El deudor podrá recuperar su vivienda por el 60% del valor de la subasta

  • El texto normativo establece que no importará que haya sido declarada desierta
  • El ejecutante será un postor más en el procedimiento y… se elimina la actual mejora posterior

La subasta judicial electrónica de la vivienda habitual del deudor no se adjudicará por debajo del 60% de su valor de subasta y será intrascendente que la subasta haya sido desierta o no, y que el adjudicatario sea el propio ejecutante o cualquier otro postor, según se establece en el anteproyecto de Ley de Medidas de Eficiencia Procesal del Servicio Público de Justicia.

Esta mejora podría ser por un solo céntimo, si el precio ofrecido aun siendo inferior a esos porcentajes, cubre la cantidad reclamada por todos los conceptos. Si la subasta resultase desierta y el ejecutante solicitase la adjudicación de los bienes por un importe que no supera los porcentajes establecidos, se dará traslado al deudor para que pueda mejorar ese precio, como ocurre en la subasta con postores.

 

Límites al ejecutante

Otra novedad importante, es que el ejecutante, si hay postores y si tiene interés en adquirir el bien, ha de incorporarse a ella y efectuar sus pujas. Se elimina así la posibilidad de que el ejecutante impida que el mejor postor en la subasta se adjudique el bien utilizando el mecanismo de la mejora posterior, que supone privar al postor del derecho que tiene a mejorar el precio ofrecido por otro. Si se admite que el demandado pueda presentar a cualquier persona que mejore el precio ofrecido en la subasta cuando no supere los porcentajes mínimos necesarios para aprobar el remate.

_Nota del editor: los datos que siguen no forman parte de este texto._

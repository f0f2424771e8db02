//! Authorization code client for the identity provider.
//!
//! Talks to three provider endpoints: `/oauth/token`, `/userinfo` and
//! `/v2/logout`. Every call is a single request, failures are never retried.

use std::time::Duration;

use reqwest::{StatusCode, header::ACCEPT};
use serde::{Deserialize, Serialize, de::DeserializeOwned};
use thiserror::Error;
use url::Url;

use crate::config::AuthConfig;
use crate::profile::Profile;

#[derive(Debug, Error)]
pub enum OAuthError {
    #[error("invalid provider url: {0}")]
    InvalidUrl(#[from] url::ParseError),

    #[error("request to identity provider failed: {0}")]
    Http(#[from] reqwest::Error),

    #[error("{endpoint} answered {status}: {body}")]
    Status {
        endpoint: &'static str,
        status: StatusCode,
        body: String,
    },

    #[error("malformed identity provider response: {0}")]
    Decode(#[from] serde_json::Error),

    #[error("missing authorization code")]
    MissingCode,

    #[error("authorization denied: {error} {description}")]
    Denied { error: String, description: String },

    #[error("identity provider returned a profile without email")]
    MissingEmail,
}

#[derive(Debug, Clone, Deserialize)]
pub struct TokenResponse {
    pub access_token: String,
    #[serde(default)]
    pub id_token: Option<String>,
    #[serde(default)]
    pub token_type: Option<String>,
    #[serde(default)]
    pub expires_in: Option<u64>,
}

#[derive(Serialize)]
struct TokenRequest<'a> {
    grant_type: &'static str,
    client_id: &'a str,
    client_secret: &'a str,
    code: &'a str,
    redirect_uri: &'a str,
}

/// Claims of the `/userinfo` response.
#[derive(Debug, Default, Deserialize)]
#[serde(default)]
struct UserInfo {
    #[serde(alias = "user_id")]
    sub: String,
    email: String,
    given_name: String,
    family_name: String,
    picture: String,
}

impl From<UserInfo> for Profile {
    fn from(info: UserInfo) -> Self {
        Profile {
            user_id: info.sub,
            email: info.email,
            given_name: info.given_name,
            family_name: info.family_name,
            picture: info.picture,
        }
    }
}

#[derive(Clone)]
pub struct OAuthClient {
    http: reqwest::Client,
    base: Url,
    client_id: String,
    client_secret: String,
    callback_url: String,
    scopes: String,
}

impl OAuthClient {
    pub fn new(config: &AuthConfig) -> Result<Self, OAuthError> {
        let http = reqwest::Client::builder()
            .user_agent(concat!("protestpulse/", env!("CARGO_PKG_VERSION")))
            .timeout(Duration::from_secs(config.timeout_secs))
            .build()?;

        Ok(Self {
            http,
            base: Url::parse(&config.provider_base())?,
            client_id: config.client_id.to_owned(),
            client_secret: config.client_secret.to_owned(),
            callback_url: config.callback_url.to_owned(),
            scopes: config.scopes.to_owned(),
        })
    }

    pub fn client_id(&self) -> &str {
        &self.client_id
    }

    pub fn callback_url(&self) -> &str {
        &self.callback_url
    }

    fn endpoint(&self, path: &str) -> Url {
        let mut url = self.base.clone();
        let prefix = url.path().trim_end_matches('/').to_owned();
        url.set_path(&format!("{prefix}{path}"));
        url
    }

    /// Where the browser is sent to sign in.
    pub fn authorize_url(&self) -> Url {
        let mut url = self.endpoint("/authorize");
        url.query_pairs_mut().extend_pairs([
            ("response_type", "code"),
            ("client_id", self.client_id.as_str()),
            ("redirect_uri", self.callback_url.as_str()),
            ("scope", self.scopes.as_str()),
        ]);
        url
    }

    /// Provider logout, which sends the browser back to `return_to` afterwards.
    pub fn logout_url(&self, return_to: &str) -> Url {
        let mut url = self.endpoint("/v2/logout");
        url.query_pairs_mut().extend_pairs([
            ("returnTo", return_to),
            ("client_id", self.client_id.as_str()),
            ("secret", self.client_secret.as_str()),
        ]);
        url
    }

    pub async fn exchange_code(&self, code: &str) -> Result<TokenResponse, OAuthError> {
        let res = self
            .http
            .post(self.endpoint("/oauth/token"))
            .header(ACCEPT, "application/json")
            .form(&TokenRequest {
                grant_type: "authorization_code",
                client_id: &self.client_id,
                client_secret: &self.client_secret,
                code,
                redirect_uri: &self.callback_url,
            })
            .send()
            .await?;

        read_json("token endpoint", res).await
    }

    pub async fn user_info(&self, access_token: &str) -> Result<Profile, OAuthError> {
        let res = self
            .http
            .get(self.endpoint("/userinfo"))
            .header(ACCEPT, "application/json")
            .bearer_auth(access_token)
            .send()
            .await?;

        let info: UserInfo = read_json("userinfo endpoint", res).await?;

        Ok(info.into())
    }
}

async fn read_json<T: DeserializeOwned>(
    endpoint: &'static str,
    res: reqwest::Response,
) -> Result<T, OAuthError> {
    let status = res.status();
    let body = res.bytes().await?;

    if !status.is_success() {
        return Err(OAuthError::Status {
            endpoint,
            status,
            body: String::from_utf8_lossy(&body).into_owned(),
        });
    }

    Ok(serde_json::from_slice(&body)?)
}
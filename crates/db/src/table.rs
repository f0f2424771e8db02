use sea_query::Iden;

#[derive(Iden, Clone)]
pub enum Account {
    Table,
    Id,
    Email,
    Password,
    FirstName,
    LastName,
}

#[derive(Iden, Clone)]
pub enum Event {
    Table,
    Id,
    CreatorId,
    Title,
    StartTimestamp,
    EndTimestamp,
    Description,
    EventTopic,
    EventType,
    Location,
    Stars,
}
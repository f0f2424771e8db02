use serde::{Deserialize, Serialize};

/// Identity claims of the signed-in user, as returned by the identity provider.
#[derive(Debug, Clone, Default, PartialEq, Eq, Serialize, Deserialize)]
pub struct Profile {
    pub user_id: String,
    pub email: String,
    pub given_name: String,
    pub family_name: String,
    pub picture: String,
}

impl Profile {
    pub fn display_name(&self) -> String {
        let name = format!("{} {}", self.given_name, self.family_name);
        let name = name.trim();

        if name.is_empty() {
            self.email.to_owned()
        } else {
            name.to_owned()
        }
    }

    pub fn has_picture(&self) -> bool {
        !self.picture.is_empty()
    }
}
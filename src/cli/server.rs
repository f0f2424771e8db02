use anyhow::Result;

use crate::config::Config;

pub async fn serve(
    config: Config,
    host_override: Option<String>,
    port_override: Option<u16>,
) -> Result<()> {
    tracing::info!("Starting protestpulse server...");

    // Use CLI overrides if provided, otherwise use config
    let host = host_override.unwrap_or(config.server.host.to_owned());
    let port = port_override.unwrap_or(config.server.port);

    let pool =
        crate::db::create_pool(&config.database.url, config.database.max_connections).await?;
    crate::db::migrate(&pool).await?;

    let state = crate::build_state(config, pool.clone())?;
    let app = crate::create_app(state);

    let addr = format!("{}:{}", host, port);
    let listener = tokio::net::TcpListener::bind(&addr).await?;
    tracing::info!("Server listening on {}", listener.local_addr()?);

    axum::serve(listener, app)
        .with_graceful_shutdown(shutdown_signal())
        .await?;

    tracing::info!("Closing database pool...");
    pool.close().await;
    tracing::info!("Graceful shutdown complete");

    Ok(())
}

async fn shutdown_signal() {
    let ctrl_c = async {
        if let Err(e) = tokio::signal::ctrl_c().await {
            tracing::error!("failed to install Ctrl+C handler: {e}");
            std::future::pending::<()>().await;
        }
    };

    #[cfg(unix)]
    let terminate = async {
        match tokio::signal::unix::signal(tokio::signal::unix::SignalKind::terminate()) {
            Ok(mut signal) => {
                signal.recv().await;
            }
            Err(e) => {
                tracing::error!("failed to install SIGTERM handler: {e}");
                std::future::pending::<()>().await;
            }
        }
    };

    #[cfg(not(unix))]
    let terminate = std::future::pending::<()>();

    tokio::select! {
        _ = ctrl_c => {
            tracing::info!("Received Ctrl+C signal");
        },
        _ = terminate => {
            tracing::info!("Received SIGTERM signal");
        },
    }

    tracing::info!("Starting graceful shutdown...");
}
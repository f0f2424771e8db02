use axum::{
    extract::{FromRequestParts, Request, State},
    http::request::Parts,
    middleware::Next,
    response::{IntoResponse, Redirect, Response},
};

use crate::error::AppError;
use crate::profile::Profile;
use crate::routes::AppState;

pub const LOGIN_PATH: &str = "/auth/login";

/// Paths reachable without a profile in the session.
fn is_public_path(path: &str) -> bool {
    matches!(path, LOGIN_PATH | "/auth/callback" | "/health" | "/ready")
        || path.starts_with("/static/")
}

/// Gate in front of every route.
///
/// The session is read first on every path, and an unreadable session cookie
/// is a 500. A profile found there is handed to handlers through the request
/// extensions ([`AuthUser`]). Without one, public paths still pass and
/// everything else gets a 303 to the login page with an empty body.
pub async fn auth_gate(
    State(state): State<AppState>,
    mut req: Request,
    next: Next,
) -> Result<Response, AppError> {
    let session = state.sessions.load(req.headers())?;

    let Some(profile) = session.profile() else {
        if is_public_path(req.uri().path()) {
            return Ok(next.run(req).await);
        }

        tracing::debug!(path = %req.uri().path(), "no profile in session, redirecting to login");

        return Ok(Redirect::to(LOGIN_PATH).into_response());
    };

    req.extensions_mut().insert(profile.clone());

    Ok(next.run(req).await)
}

/// Profile of the signed in user, placed by [`auth_gate`].
#[derive(Debug, Clone)]
pub struct AuthUser(pub Profile);

impl<S: Send + Sync> FromRequestParts<S> for AuthUser {
    type Rejection = Redirect;

    async fn from_request_parts(parts: &mut Parts, _state: &S) -> Result<Self, Self::Rejection> {
        parts
            .extensions
            .get::<Profile>()
            .cloned()
            .map(AuthUser)
            .ok_or_else(|| Redirect::to(LOGIN_PATH))
    }
}
use axum::{
    body::Body,
    extract::Request,
    http::{StatusCode, header},
    response::{IntoResponse, Response},
};
use rust_embed::RustEmbed;
use std::{
    convert::Infallible,
    future::{Ready, ready},
    task::{Context, Poll},
};
use tower::Service;

#[derive(RustEmbed)]
#[folder = "static/"]
#[prefix = "/"]
struct Assets;

/// Serves the files compiled in from `static/`, mounted under `/static`.
#[derive(Default, Clone)]
pub struct AssetsService;

impl AssetsService {
    pub fn new() -> Self {
        Self
    }
}

fn asset_response(path: &str) -> Response {
    match Assets::get(path) {
        Some(content) => {
            let mime = mime_guess::from_path(path).first_or_octet_stream();

            (
                [(header::CONTENT_TYPE, mime.as_ref().to_owned())],
                Body::from(content.data),
            )
                .into_response()
        }
        None => (StatusCode::NOT_FOUND, "404 Not Found").into_response(),
    }
}

impl Service<Request> for AssetsService {
    type Response = Response;
    type Error = Infallible;
    type Future = Ready<Result<Self::Response, Self::Error>>;

    fn poll_ready(&mut self, _cx: &mut Context<'_>) -> Poll<Result<(), Self::Error>> {
        Poll::Ready(Ok(()))
    }

    fn call(&mut self, req: Request) -> Self::Future {
        ready(Ok(asset_response(req.uri().path())))
    }
}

El hecho de que el Portal de Subastas del BOE publique su resultado permite que el propio demandado no personado pueda comprobar el precio final y la posibilidad de mejorarlo cuando no cubra los porcentajes mínimos legales, sin necesidad de realizar una notificación personal. En todo caso, se exige que, al acordarse la subasta, el demandado quede debidamente informado.

Con respecto al importe mínimo por el que puede aprobarse el remate o la adjudicación del bien, se mantiene en los muebles la necesidad de que cubra el 30%del valor de subasta y la posibilidad de que sea por un importe inferior siempre que se satisfaga totalmente el derecho del ejecutante. En relación con los inmuebles se ha establecido un mínimo del 50% de su valor, pero si la cantidad adeudada fuera inferior, se aprobaría siempre que cubra el 40% del valor de subasta. Si la cantidad adeudada es inferior a este porcentaje, la aprobación del remate o adjudicación exigiría la decisión favorable, previa audiencia de las partes, del Letrado de la Administración de Justicia. Así, se evitará que por deudas de escasa cuantía se tengan que adjudicar obligatoriamente inmuebles de un valor muy superior, como ocurre ahora.

Por otra parte, se elevará hasta el 20% del valor de subasta el depósito que ha constituirse para participar en ella, con un mínimo de 1.000 euros, con el fin de penalizar adecuadamente el incumplimiento del compromiso de pago del precio ofrecido. No obstante, se permite al Letrado, atendiendo a las circunstancias concurrentes, modificar dichos importes. También se impone al postor la necesidad de indicar en el mismo momento de participar en la subasta, si lo hace en nombre propio o de uno o varios representados, y se sanciona la falta de acreditación de la representación con la pérdida del depósito.